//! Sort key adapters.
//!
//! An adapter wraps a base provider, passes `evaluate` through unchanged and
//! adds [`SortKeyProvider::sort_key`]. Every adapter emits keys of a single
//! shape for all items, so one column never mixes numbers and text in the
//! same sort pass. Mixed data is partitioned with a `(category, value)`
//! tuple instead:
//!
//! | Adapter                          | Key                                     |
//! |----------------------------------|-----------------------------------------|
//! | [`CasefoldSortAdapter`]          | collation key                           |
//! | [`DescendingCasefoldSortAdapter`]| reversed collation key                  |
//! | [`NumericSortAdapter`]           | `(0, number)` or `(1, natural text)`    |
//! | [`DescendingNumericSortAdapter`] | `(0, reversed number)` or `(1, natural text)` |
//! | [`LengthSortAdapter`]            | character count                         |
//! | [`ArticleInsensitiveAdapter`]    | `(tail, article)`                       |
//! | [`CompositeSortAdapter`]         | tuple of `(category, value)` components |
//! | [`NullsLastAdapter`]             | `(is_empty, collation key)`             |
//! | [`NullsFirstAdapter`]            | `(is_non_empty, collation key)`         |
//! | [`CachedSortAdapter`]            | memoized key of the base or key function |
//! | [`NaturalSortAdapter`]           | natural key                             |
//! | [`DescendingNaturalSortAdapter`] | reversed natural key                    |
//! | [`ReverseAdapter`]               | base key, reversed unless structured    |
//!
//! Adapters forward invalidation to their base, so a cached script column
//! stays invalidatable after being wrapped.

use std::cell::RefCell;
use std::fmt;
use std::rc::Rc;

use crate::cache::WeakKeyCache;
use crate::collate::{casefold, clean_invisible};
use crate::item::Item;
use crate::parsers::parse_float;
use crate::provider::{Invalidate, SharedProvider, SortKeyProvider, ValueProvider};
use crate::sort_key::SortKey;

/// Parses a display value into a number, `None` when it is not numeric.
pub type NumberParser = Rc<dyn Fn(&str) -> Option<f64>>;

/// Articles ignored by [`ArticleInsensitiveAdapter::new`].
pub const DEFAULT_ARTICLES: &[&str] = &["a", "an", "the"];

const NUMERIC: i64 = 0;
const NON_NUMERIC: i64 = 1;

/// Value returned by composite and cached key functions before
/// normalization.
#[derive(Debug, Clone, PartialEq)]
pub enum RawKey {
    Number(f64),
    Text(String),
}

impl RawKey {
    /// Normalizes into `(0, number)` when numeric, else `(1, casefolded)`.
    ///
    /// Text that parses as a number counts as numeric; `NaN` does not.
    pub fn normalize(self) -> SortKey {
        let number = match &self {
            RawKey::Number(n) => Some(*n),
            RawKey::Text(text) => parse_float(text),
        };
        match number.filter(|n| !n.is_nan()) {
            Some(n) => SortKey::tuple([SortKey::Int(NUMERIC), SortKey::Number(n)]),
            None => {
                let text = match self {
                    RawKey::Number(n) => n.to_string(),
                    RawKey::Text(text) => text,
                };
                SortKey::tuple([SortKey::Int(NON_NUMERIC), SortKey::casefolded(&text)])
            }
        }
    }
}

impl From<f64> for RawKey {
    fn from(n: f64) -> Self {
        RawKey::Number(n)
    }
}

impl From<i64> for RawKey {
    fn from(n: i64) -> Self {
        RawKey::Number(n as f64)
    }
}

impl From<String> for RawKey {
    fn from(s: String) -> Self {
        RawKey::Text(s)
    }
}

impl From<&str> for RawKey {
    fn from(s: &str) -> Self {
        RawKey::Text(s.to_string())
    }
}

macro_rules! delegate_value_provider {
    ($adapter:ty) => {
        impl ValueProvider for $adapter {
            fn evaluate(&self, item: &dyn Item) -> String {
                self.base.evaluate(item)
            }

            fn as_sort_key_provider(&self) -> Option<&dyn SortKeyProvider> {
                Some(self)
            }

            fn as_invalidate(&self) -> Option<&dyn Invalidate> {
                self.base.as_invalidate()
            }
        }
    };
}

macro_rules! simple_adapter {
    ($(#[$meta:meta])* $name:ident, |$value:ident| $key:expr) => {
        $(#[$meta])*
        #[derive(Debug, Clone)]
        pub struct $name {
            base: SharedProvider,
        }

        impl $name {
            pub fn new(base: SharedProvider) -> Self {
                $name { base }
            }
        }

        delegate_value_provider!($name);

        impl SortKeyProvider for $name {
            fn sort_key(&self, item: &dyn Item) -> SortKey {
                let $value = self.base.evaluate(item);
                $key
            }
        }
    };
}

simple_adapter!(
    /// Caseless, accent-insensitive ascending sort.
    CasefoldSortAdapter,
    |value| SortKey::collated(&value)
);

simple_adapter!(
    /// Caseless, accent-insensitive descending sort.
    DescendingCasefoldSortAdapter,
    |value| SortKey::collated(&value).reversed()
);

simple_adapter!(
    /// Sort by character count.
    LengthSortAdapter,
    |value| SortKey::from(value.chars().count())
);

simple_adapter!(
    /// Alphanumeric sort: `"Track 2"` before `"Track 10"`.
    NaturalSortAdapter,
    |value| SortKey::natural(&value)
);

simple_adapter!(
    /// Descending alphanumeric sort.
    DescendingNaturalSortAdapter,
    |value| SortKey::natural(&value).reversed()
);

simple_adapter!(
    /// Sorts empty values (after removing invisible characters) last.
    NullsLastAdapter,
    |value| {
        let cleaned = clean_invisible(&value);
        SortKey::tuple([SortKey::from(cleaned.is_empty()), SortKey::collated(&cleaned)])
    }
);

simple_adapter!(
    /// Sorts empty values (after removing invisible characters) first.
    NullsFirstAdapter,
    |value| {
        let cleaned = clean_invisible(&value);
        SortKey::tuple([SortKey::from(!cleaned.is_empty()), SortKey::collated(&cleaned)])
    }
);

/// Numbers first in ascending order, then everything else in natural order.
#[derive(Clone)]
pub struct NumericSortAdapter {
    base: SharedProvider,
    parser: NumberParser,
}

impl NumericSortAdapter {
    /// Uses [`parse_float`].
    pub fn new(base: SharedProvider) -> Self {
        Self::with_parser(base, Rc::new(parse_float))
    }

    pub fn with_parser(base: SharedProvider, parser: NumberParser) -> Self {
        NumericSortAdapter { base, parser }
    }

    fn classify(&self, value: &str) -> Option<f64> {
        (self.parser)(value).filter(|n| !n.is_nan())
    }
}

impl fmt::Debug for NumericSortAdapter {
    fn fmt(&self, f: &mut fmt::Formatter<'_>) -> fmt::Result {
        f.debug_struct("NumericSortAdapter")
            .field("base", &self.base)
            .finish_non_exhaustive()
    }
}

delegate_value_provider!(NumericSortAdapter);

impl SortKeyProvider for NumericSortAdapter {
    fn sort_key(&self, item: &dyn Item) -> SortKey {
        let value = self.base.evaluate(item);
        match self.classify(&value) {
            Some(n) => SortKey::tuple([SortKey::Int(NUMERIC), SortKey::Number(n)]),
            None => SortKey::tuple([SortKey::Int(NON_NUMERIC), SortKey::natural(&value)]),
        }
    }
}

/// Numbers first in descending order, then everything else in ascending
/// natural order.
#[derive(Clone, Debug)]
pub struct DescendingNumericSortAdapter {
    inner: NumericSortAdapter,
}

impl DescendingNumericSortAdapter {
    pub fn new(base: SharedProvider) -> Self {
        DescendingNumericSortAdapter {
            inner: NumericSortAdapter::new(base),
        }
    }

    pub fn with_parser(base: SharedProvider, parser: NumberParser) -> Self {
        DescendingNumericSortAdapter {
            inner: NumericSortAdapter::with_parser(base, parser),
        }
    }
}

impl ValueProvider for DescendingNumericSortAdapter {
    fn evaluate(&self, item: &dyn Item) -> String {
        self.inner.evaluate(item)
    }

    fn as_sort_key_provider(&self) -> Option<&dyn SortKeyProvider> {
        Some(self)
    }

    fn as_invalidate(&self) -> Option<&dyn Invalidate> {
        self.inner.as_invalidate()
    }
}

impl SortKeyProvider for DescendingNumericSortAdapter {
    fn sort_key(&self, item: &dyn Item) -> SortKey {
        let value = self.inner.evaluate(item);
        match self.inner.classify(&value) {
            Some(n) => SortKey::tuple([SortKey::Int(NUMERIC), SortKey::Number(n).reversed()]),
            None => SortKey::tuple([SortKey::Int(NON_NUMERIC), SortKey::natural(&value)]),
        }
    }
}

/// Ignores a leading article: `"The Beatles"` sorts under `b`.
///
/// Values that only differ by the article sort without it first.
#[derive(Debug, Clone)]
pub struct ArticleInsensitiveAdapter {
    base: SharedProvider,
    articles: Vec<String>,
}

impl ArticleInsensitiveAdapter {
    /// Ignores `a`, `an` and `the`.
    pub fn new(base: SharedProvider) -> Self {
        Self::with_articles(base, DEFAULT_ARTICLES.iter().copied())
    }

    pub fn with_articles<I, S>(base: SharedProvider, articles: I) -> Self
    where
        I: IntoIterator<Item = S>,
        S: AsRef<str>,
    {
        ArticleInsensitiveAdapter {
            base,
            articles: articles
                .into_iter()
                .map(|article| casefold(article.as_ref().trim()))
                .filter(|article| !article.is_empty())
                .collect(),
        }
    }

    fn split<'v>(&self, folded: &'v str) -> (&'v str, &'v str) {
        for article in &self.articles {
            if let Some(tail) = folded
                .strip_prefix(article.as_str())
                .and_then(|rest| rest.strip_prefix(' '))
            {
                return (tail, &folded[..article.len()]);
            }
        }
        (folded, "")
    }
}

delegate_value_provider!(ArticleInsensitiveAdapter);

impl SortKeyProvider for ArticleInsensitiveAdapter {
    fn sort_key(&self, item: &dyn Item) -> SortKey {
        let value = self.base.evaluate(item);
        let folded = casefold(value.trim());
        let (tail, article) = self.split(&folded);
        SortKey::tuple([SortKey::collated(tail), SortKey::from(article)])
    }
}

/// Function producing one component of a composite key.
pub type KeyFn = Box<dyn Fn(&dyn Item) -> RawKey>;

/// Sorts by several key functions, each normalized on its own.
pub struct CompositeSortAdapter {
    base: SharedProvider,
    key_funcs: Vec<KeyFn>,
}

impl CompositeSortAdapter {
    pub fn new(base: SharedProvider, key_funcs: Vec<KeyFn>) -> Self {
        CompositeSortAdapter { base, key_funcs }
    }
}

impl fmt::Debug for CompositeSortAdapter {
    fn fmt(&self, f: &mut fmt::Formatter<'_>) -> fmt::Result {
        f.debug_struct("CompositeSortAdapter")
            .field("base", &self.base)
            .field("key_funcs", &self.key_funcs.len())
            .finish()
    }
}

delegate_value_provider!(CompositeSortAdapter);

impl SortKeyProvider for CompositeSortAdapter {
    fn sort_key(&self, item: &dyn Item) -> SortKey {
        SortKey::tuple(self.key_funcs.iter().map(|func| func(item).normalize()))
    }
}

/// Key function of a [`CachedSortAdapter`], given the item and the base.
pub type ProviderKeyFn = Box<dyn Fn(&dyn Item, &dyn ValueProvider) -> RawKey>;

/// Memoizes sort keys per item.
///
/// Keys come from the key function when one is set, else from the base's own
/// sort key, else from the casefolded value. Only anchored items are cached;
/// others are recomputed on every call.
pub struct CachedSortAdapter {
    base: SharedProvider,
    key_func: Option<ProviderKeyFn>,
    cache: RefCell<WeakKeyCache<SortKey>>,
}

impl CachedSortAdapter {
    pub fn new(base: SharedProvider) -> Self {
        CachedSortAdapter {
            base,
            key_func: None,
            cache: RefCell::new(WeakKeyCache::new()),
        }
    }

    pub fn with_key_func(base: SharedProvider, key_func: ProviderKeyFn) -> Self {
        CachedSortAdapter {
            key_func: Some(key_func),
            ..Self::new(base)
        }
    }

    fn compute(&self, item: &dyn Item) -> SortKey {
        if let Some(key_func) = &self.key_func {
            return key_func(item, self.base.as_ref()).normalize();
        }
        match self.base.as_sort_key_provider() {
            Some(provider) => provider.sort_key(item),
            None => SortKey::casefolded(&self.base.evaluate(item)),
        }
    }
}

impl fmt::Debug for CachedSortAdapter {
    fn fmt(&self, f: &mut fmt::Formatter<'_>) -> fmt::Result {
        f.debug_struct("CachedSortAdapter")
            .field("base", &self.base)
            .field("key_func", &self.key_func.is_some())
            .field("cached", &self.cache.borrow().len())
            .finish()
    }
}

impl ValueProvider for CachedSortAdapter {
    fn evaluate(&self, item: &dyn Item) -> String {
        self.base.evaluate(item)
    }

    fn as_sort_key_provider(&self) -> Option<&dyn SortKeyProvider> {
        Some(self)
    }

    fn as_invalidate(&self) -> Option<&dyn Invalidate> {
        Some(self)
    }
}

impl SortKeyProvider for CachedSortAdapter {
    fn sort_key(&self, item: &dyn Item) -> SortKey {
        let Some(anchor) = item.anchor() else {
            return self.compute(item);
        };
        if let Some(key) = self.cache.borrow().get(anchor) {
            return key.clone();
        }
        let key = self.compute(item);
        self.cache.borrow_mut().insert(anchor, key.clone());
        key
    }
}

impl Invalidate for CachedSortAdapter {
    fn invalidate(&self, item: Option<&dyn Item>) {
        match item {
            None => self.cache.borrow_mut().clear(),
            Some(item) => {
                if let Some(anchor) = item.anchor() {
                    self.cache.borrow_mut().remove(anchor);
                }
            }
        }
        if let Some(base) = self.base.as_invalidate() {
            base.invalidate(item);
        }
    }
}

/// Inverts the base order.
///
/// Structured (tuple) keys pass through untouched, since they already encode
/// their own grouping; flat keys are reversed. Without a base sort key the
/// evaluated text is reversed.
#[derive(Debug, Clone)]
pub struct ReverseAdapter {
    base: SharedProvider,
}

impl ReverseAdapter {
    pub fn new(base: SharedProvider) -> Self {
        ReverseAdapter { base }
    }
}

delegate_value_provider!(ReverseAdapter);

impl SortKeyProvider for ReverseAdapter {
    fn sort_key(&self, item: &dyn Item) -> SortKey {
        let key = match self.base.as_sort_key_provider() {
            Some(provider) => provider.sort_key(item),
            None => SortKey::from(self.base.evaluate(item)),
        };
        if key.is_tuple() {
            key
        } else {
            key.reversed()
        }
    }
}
-=-=-=-=-
◆ YOUR GOAL ◆
Only the lines containing the string "Ignores" are needed; pull them out of the records.

◆ ANSWER BELOW ◆
/// Ignores a leading article: `"The Beatles"` sorts under `b`.
    /// Ignores `a`, `an` and `the`.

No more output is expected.